Le savant et le politique de Max Weber

Max Weber nous propose une analyse sociologique des carrières scientifiques et politiques.

Couverture du livre Max Weber le savant et le politique

Résumé du livre Le savant et le politique de Max Weber

La science, la politique : deux vocations profondément divergentes. L’une requiert modestie et disponibilité de l’esprit. L’autre, déchirée entre l’éthique de la conviction et l’éthique de la responsabilité, souffre d’une contradiction nécessaire qui toujours lui interdira la certitude scientifique. Telles sont les lignes directrices de cette profonde analyse, d’une urgence si actuelle à laquelle nous convie le plus grand sociologue allemand de ce siècle.

A propos de l'auteur Max Weber

Max Weber est un économiste et sociologue allemand, considéré comme l’un des principaux fondateurs de la sociologie. Il s’intéresse au sens que les individus donnent à leur action. Son œuvre et ses idées ont profondément influencé la manière dont nous comprenons la société moderne, en particulier le capitalisme.

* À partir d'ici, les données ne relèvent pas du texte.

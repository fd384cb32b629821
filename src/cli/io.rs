//! JSON output for the CLI
//!
//! One JSON object per line on stdout:
//! - `{"status":"ok","data":...}` on success
//! - `{"status":"error","code":...,"message":...}` on failure

use std::io::Write;

use serde_json::{json, Map, Value};

use super::errors::CliResult;
use crate::entity::Entity;

/// Write a success response
pub fn write_response(out: &mut impl Write, data: Value) -> CliResult<()> {
    let response = json!({
        "status": "ok",
        "data": data
    });

    serde_json::to_writer(&mut *out, &response)?;
    writeln!(out)?;
    out.flush()?;

    Ok(())
}

/// Write an error response
pub fn write_error(out: &mut impl Write, code: &str, message: &str) -> CliResult<()> {
    let response = json!({
        "status": "error",
        "code": code,
        "message": message
    });

    serde_json::to_writer(&mut *out, &response)?;
    writeln!(out)?;
    out.flush()?;

    Ok(())
}

/// `{"row":1,"type":"Person","fields":{...}}`
pub fn entity_json(entity: &Entity) -> CliResult<Value> {
    let mut fields = Map::new();
    for (name, value) in entity.iter() {
        fields.insert(name.to_string(), serde_json::to_value(value)?);
    }

    Ok(json!({
        "row": entity.row_index(),
        "type": entity.type_name(),
        "fields": fields,
    }))
}
//! Entities: one row's typed values
//!
//! An entity is either unbound (built by the caller, typically for
//! `Table::insert`) or bound to `(table, row)` when it came from
//! `Table::get`/`Table::select`. Setting a field on a bound entity queues an
//! update on its table; nothing is written until that table commits.

use std::cell::RefCell;
use std::fmt;
use std::rc::{Rc, Weak};

use crate::codec::FieldValue;
use crate::schema::RecordSchema;
use crate::storage::{StoreError, StoreResult, Table, TableState};

/// Back-reference from a bound entity to its row
#[derive(Debug, Clone)]
struct Binding {
    table: Weak<RefCell<TableState>>,
    index: usize,
}

/// One record's values in declaration order
#[derive(Debug, Clone)]
pub struct Entity {
    schema: Rc<RecordSchema>,
    values: Vec<FieldValue>,
    binding: Option<Binding>,
}

impl Entity {
    /// Builds an unbound entity.
    ///
    /// Fields not named in `values` take their codec's blank value (`""` or
    /// `0`). Fails on unknown field names and on values outside a codec's
    /// domain.
    pub fn new<I, K, V>(schema: Rc<RecordSchema>, values: I) -> StoreResult<Self>
    where
        I: IntoIterator<Item = (K, V)>,
        K: AsRef<str>,
        V: Into<FieldValue>,
    {
        let mut slots: Vec<FieldValue> = schema
            .fields()
            .iter()
            .map(|f| f.codec.empty_value())
            .collect();

        for (name, value) in values {
            let name = name.as_ref();
            let position = schema.index_of(name).ok_or_else(|| schema.unknown_field(name))?;
            let value = value.into();
            schema.fields()[position].codec.check(&value)?;
            slots[position] = value;
        }

        Ok(Self {
            schema,
            values: slots,
            binding: None,
        })
    }

    pub(crate) fn bound(
        schema: Rc<RecordSchema>,
        values: Vec<FieldValue>,
        table: Weak<RefCell<TableState>>,
        index: usize,
    ) -> Self {
        Self {
            schema,
            values,
            binding: Some(Binding { table, index }),
        }
    }

    pub fn schema(&self) -> &Rc<RecordSchema> {
        &self.schema
    }

    /// Model name
    pub fn type_name(&self) -> &str {
        self.schema.name()
    }

    pub fn get(&self, name: &str) -> Option<&FieldValue> {
        self.schema.index_of(name).map(|i| &self.values[i])
    }

    /// Values in declaration order
    pub fn values(&self) -> &[FieldValue] {
        &self.values
    }

    /// `(name, value)` pairs in declaration order
    pub fn iter(&self) -> impl Iterator<Item = (&str, &FieldValue)> {
        self.schema
            .fields()
            .iter()
            .map(|f| f.name.as_str())
            .zip(self.values.iter())
    }

    /// Row this entity was read from, if bound
    pub fn row_index(&self) -> Option<usize> {
        self.binding.as_ref().map(|b| b.index)
    }

    pub fn is_bound(&self) -> bool {
        self.binding.is_some()
    }

    /// Returns the table this entity is bound to, if it still exists
    pub fn table(&self) -> Option<Table> {
        self.binding
            .as_ref()
            .and_then(|b| b.table.upgrade())
            .map(Table::from_state)
    }

    /// Sets one field.
    ///
    /// On a bound entity this also queues an update of that single field on
    /// the owning table; the in-memory value changes only if queuing
    /// succeeded. Fails with `Detached` if the table has been dropped.
    pub fn set(&mut self, name: &str, value: impl Into<FieldValue>) -> StoreResult<()> {
        let position = self
            .schema
            .index_of(name)
            .ok_or_else(|| self.schema.unknown_field(name))?;
        let value = value.into();
        self.schema.fields()[position].codec.check(&value)?;

        if let Some(binding) = &self.binding {
            let state = binding
                .table
                .upgrade()
                .ok_or(StoreError::Detached {
                    index: binding.index,
                })?;
            Table::from_state(state).update(binding.index, [(name, value.clone())])?;
        }

        self.values[position] = value;
        Ok(())
    }

    /// Drops the table binding, keeping the values
    pub fn unbind(&mut self) {
        self.binding = None;
    }
}

impl PartialEq for Entity {
    /// Equal when schemas and values match; bindings are ignored
    fn eq(&self, other: &Self) -> bool {
        self.schema == other.schema && self.values == other.values
    }
}

/// `TypeName(field1=repr1,field2=repr2)` in declaration order
impl fmt::Display for Entity {
    fn fmt(&self, f: &mut fmt::Formatter<'_>) -> fmt::Result {
        write!(f, "{}(", self.type_name())?;
        for (i, (name, value)) in self.iter().enumerate() {
            if i > 0 {
                f.write_str(",")?;
            }
            write!(f, "{}={}", name, value.repr())?;
        }
        f.write_str(")")
    }
}
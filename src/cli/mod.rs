//! Command-line interface for txtdb
//!
//! Provides one-shot commands over the tables declared in a config file:
//! - tables: list table layouts
//! - count / get / select: read rows
//! - insert / update: write rows and commit immediately

mod args;
mod commands;
mod errors;
mod io;

pub use args::{Cli, Command};
pub use commands::{run, run_command};
pub use errors::{CliError, CliErrorCode, CliResult};
pub use io::{entity_json, write_error, write_response};
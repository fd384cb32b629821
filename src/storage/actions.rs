//! Deferred action log
//!
//! Inserts and updates are queued as closures over their already-encoded
//! values and run against the file only on commit, in enqueue order. Each
//! store owns its own log, so commits on different files never interleave.

use std::collections::VecDeque;
use std::fmt;

use super::errors::{StoreError, StoreResult};
use super::file::RecordFile;

type Apply = Box<dyn FnOnce(&mut RecordFile) -> StoreResult<()>>;

/// What a pending action will do
#[derive(Debug, Clone, PartialEq, Eq)]
pub enum ActionKind {
    /// Append one record
    Insert,
    /// Overwrite fields of an existing row
    Update { index: usize, fields: Vec<String> },
}

impl fmt::Display for ActionKind {
    fn fmt(&self, f: &mut fmt::Formatter<'_>) -> fmt::Result {
        match self {
            ActionKind::Insert => write!(f, "insert"),
            ActionKind::Update { index, fields } => {
                write!(f, "update row {} [{}]", index, fields.join(","))
            }
        }
    }
}

/// A queued mutation
pub struct PendingAction {
    kind: ActionKind,
    apply: Apply,
}

impl PendingAction {
    pub fn new(
        kind: ActionKind,
        apply: impl FnOnce(&mut RecordFile) -> StoreResult<()> + 'static,
    ) -> Self {
        Self {
            kind,
            apply: Box::new(apply),
        }
    }

    pub fn kind(&self) -> &ActionKind {
        &self.kind
    }

    fn run(self, file: &mut RecordFile) -> StoreResult<()> {
        (self.apply)(file)
    }
}

impl fmt::Debug for PendingAction {
    fn fmt(&self, f: &mut fmt::Formatter<'_>) -> fmt::Result {
        f.debug_struct("PendingAction").field("kind", &self.kind).finish()
    }
}

/// Outcome of a failed flush
#[derive(Debug)]
pub struct FlushFailure {
    /// Actions applied before the failure
    pub applied: usize,
    /// The failing action's error
    pub error: StoreError,
}

/// Ordered queue of pending actions
#[derive(Debug, Default)]
pub struct ActionLog {
    actions: VecDeque<PendingAction>,
}

impl ActionLog {
    pub fn new() -> Self {
        Self::default()
    }

    pub fn push(&mut self, action: PendingAction) {
        self.actions.push_back(action);
    }

    pub fn len(&self) -> usize {
        self.actions.len()
    }

    pub fn is_empty(&self) -> bool {
        self.actions.is_empty()
    }

    /// Kinds of the queued actions, oldest first
    pub fn kinds(&self) -> Vec<ActionKind> {
        self.actions.iter().map(|a| a.kind.clone()).collect()
    }

    /// Drops every queued action without running it; returns how many
    pub fn clear(&mut self) -> usize {
        let dropped = self.actions.len();
        self.actions.clear();
        dropped
    }

    /// Runs every queued action in order.
    ///
    /// On success the log is empty. On failure the actions already applied
    /// stay applied (there is no rollback), the failing action is dropped
    /// and the ones after it remain queued.
    pub fn flush(&mut self, file: &mut RecordFile) -> Result<usize, FlushFailure> {
        let mut applied = 0;
        while let Some(action) = self.actions.pop_front() {
            if let Err(error) = action.run(file) {
                return Err(FlushFailure { applied, error });
            }
            applied += 1;
        }
        Ok(applied)
    }
}

#[cfg(test)]
mod tests {
    use super::*;
    use crate::storage::StoreOptions;
    use tempfile::TempDir;

    fn file(dir: &TempDir) -> RecordFile {
        RecordFile::open(&dir.path().join("t.txt"), 3, &StoreOptions::default()).unwrap()
    }

    fn append(text: &'static str) -> PendingAction {
        PendingAction::new(ActionKind::Insert, move |f| f.append_line(text))
    }

    #[test]
    fn test_flush_runs_in_order_and_clears() {
        let dir = TempDir::new().unwrap();
        let mut file = file(&dir);
        let mut log = ActionLog::new();
        log.push(append("one"));
        log.push(append("two"));

        assert_eq!(log.len(), 2);
        assert_eq!(file.line_count(), 0);

        assert_eq!(log.flush(&mut file).unwrap(), 2);
        assert!(log.is_empty());
        assert_eq!(file.read_line(1).unwrap().as_deref(), Some("one"));
        assert_eq!(file.read_line(2).unwrap().as_deref(), Some("two"));
    }

    #[test]
    fn test_flush_stops_at_failure_keeping_later_actions() {
        let dir = TempDir::new().unwrap();
        let mut file = file(&dir);
        let mut log = ActionLog::new();
        log.push(append("one"));
        log.push(append("toolong"));
        log.push(append("two"));

        let failure = log.flush(&mut file).unwrap_err();
        assert_eq!(failure.applied, 1);
        assert!(matches!(failure.error, StoreError::RecordWidth { .. }));
        assert_eq!(file.line_count(), 1);
        assert_eq!(log.len(), 1);

        assert_eq!(log.flush(&mut file).unwrap(), 1);
        assert_eq!(file.read_line(2).unwrap().as_deref(), Some("two"));
    }

    #[test]
    fn test_clear_discards() {
        let mut log = ActionLog::new();
        log.push(append("one"));
        assert_eq!(log.kinds(), vec![ActionKind::Insert]);
        assert_eq!(log.clear(), 1);
        assert!(log.is_empty());
    }

    #[test]
    fn test_kind_display() {
        let kind = ActionKind::Update {
            index: 3,
            fields: vec!["name".into(), "city".into()],
        };
        assert_eq!(kind.to_string(), "update row 3 [name,city]");
    }
}
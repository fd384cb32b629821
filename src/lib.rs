//! txtdb - typed tables over fixed-width text files
//!
//! Each table is a plain text file holding one record per line. Every
//! record of a table has the same width, so rows are addressed by offset
//! arithmetic and can be overwritten in place.
//!
//! ```no_run
//! use txtdb::schema::SchemaBuilder;
//! use txtdb::storage::StoreRegistry;
//! use txtdb::FieldValue;
//!
//! # fn main() -> Result<(), Box<dyn std::error::Error>> {
//! let schema = SchemaBuilder::new("Person").unsigned("id").text("name", 10).build()?;
//! let mut registry = StoreRegistry::default();
//! let people = registry.open("people.txt", schema)?;
//!
//! let ana = people.new_entity([("id", FieldValue::from(1)), ("name", "Ana".into())])?;
//! people.insert(&ana)?;
//! people.commit()?;
//!
//! let mut row = people.get(1)?.expect("row 1 was just written");
//! row.set("name", "Bia")?;
//! people.commit()?;
//! # Ok(())
//! # }
//! ```

pub mod cli;
pub mod codec;
pub mod config;
pub mod entity;
pub mod observability;
pub mod schema;
pub mod storage;
pub mod transliterate;

pub use codec::{FieldCodec, FieldValue};
pub use entity::Entity;
pub use schema::{RecordSchema, SchemaBuilder};
pub use storage::{StoreError, StoreOptions, StoreRegistry, Table};
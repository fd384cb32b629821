//! Observable store events

use std::fmt;

/// Lifecycle events emitted by the storage engine and the CLI
#[derive(Debug, Clone, Copy, PartialEq, Eq)]
pub enum Event {
    // Store lifecycle
    /// Existing table file loaded
    StoreOpened,
    /// Table file created empty
    StoreCreated,
    /// Handle returned from a registry without reloading
    StoreReused,

    // Deferred actions
    /// Insert or update queued
    ActionQueued,
    /// Pending actions dropped without applying
    ActionsDiscarded,

    // Commit
    /// Commit begins
    CommitBegin,
    /// Every queued action applied
    CommitComplete,
    /// An action failed; earlier ones stay applied
    CommitFailed,

    // Configuration
    /// Table definitions loaded
    ConfigLoaded,
}

impl Event {
    /// Returns the string representation of the event
    pub fn as_str(&self) -> &'static str {
        match self {
            Event::StoreOpened => "STORE_OPENED",
            Event::StoreCreated => "STORE_CREATED",
            Event::StoreReused => "STORE_REUSED",
            Event::ActionQueued => "ACTION_QUEUED",
            Event::ActionsDiscarded => "ACTIONS_DISCARDED",
            Event::CommitBegin => "COMMIT_BEGIN",
            Event::CommitComplete => "COMMIT_COMPLETE",
            Event::CommitFailed => "COMMIT_FAILED",
            Event::ConfigLoaded => "CONFIG_LOADED",
        }
    }

    /// Returns true if this event reports a failure
    pub fn is_failure(&self) -> bool {
        matches!(self, Event::CommitFailed)
    }
}

impl fmt::Display for Event {
    fn fmt(&self, f: &mut fmt::Formatter<'_>) -> fmt::Result {
        write!(f, "{}", self.as_str())
    }
}
//! Schema error types
//!
//! Error codes:
//! - TXT_SCHEMA_ERROR (definition problems)
//! - TXT_UNKNOWN_FIELD

use thiserror::Error;

/// Result type for schema operations
pub type SchemaResult<T> = Result<T, SchemaError>;

/// Errors raised while declaring or consulting a schema
#[derive(Debug, Clone, PartialEq, Eq, Error)]
pub enum SchemaError {
    #[error("model {model} declares no fields")]
    NoFields { model: String },

    #[error("model {model} declares field {field} more than once")]
    DuplicateField { model: String, field: String },

    #[error("model {model} declares a field with an empty name")]
    EmptyFieldName { model: String },

    #[error("field {model}.{field} has zero width")]
    ZeroWidth { model: String, field: String },

    #[error("model {model} has no field named {field}")]
    UnknownField { model: String, field: String },

    /// A path is already bound to a different schema
    #[error("{path} is bound to model {bound}, cannot reopen it as {requested}")]
    Conflict {
        path: String,
        bound: String,
        requested: String,
    },
}

impl SchemaError {
    /// Returns the stable error code
    pub fn code(&self) -> &'static str {
        match self {
            SchemaError::UnknownField { .. } => "TXT_UNKNOWN_FIELD",
            _ => "TXT_SCHEMA_ERROR",
        }
    }
}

Table des matières Le savant et le politique de Max Weber

Préface de Raymond Aron
Le métier et la vocation de savant
Le métier et la vocation d’homme politique

Caractéristiques Le savant et le politique de Max Weber

Nombre de pages

224

Langue

Française

Année de publication

1919 (1ère parution)

Éditeur

Bibliothèque 10/18

ISBN

978-2-264-031594

Mon avis sur l'ouvrage Le savant et le politique de Max Weber

L’ouvrage Le Savant et le politique regroupe deux textes du sociologue allemand Max Weber, issus de conférences prononcées en 1917 et 1919 à l’université de Munich, Wissenschaft als Beruf et Politik als Beruf.

Dans sa version traduite en français par Julien Freund, le livre est préfacé par le sociologue Raymond Aron. J’ai trouvé la lecture de cette longue préface (74 pages !) utile pour remettre les discours de Weber dans leurs contextes mais plus complexe à appréhender que les écrits mêmes de Weber.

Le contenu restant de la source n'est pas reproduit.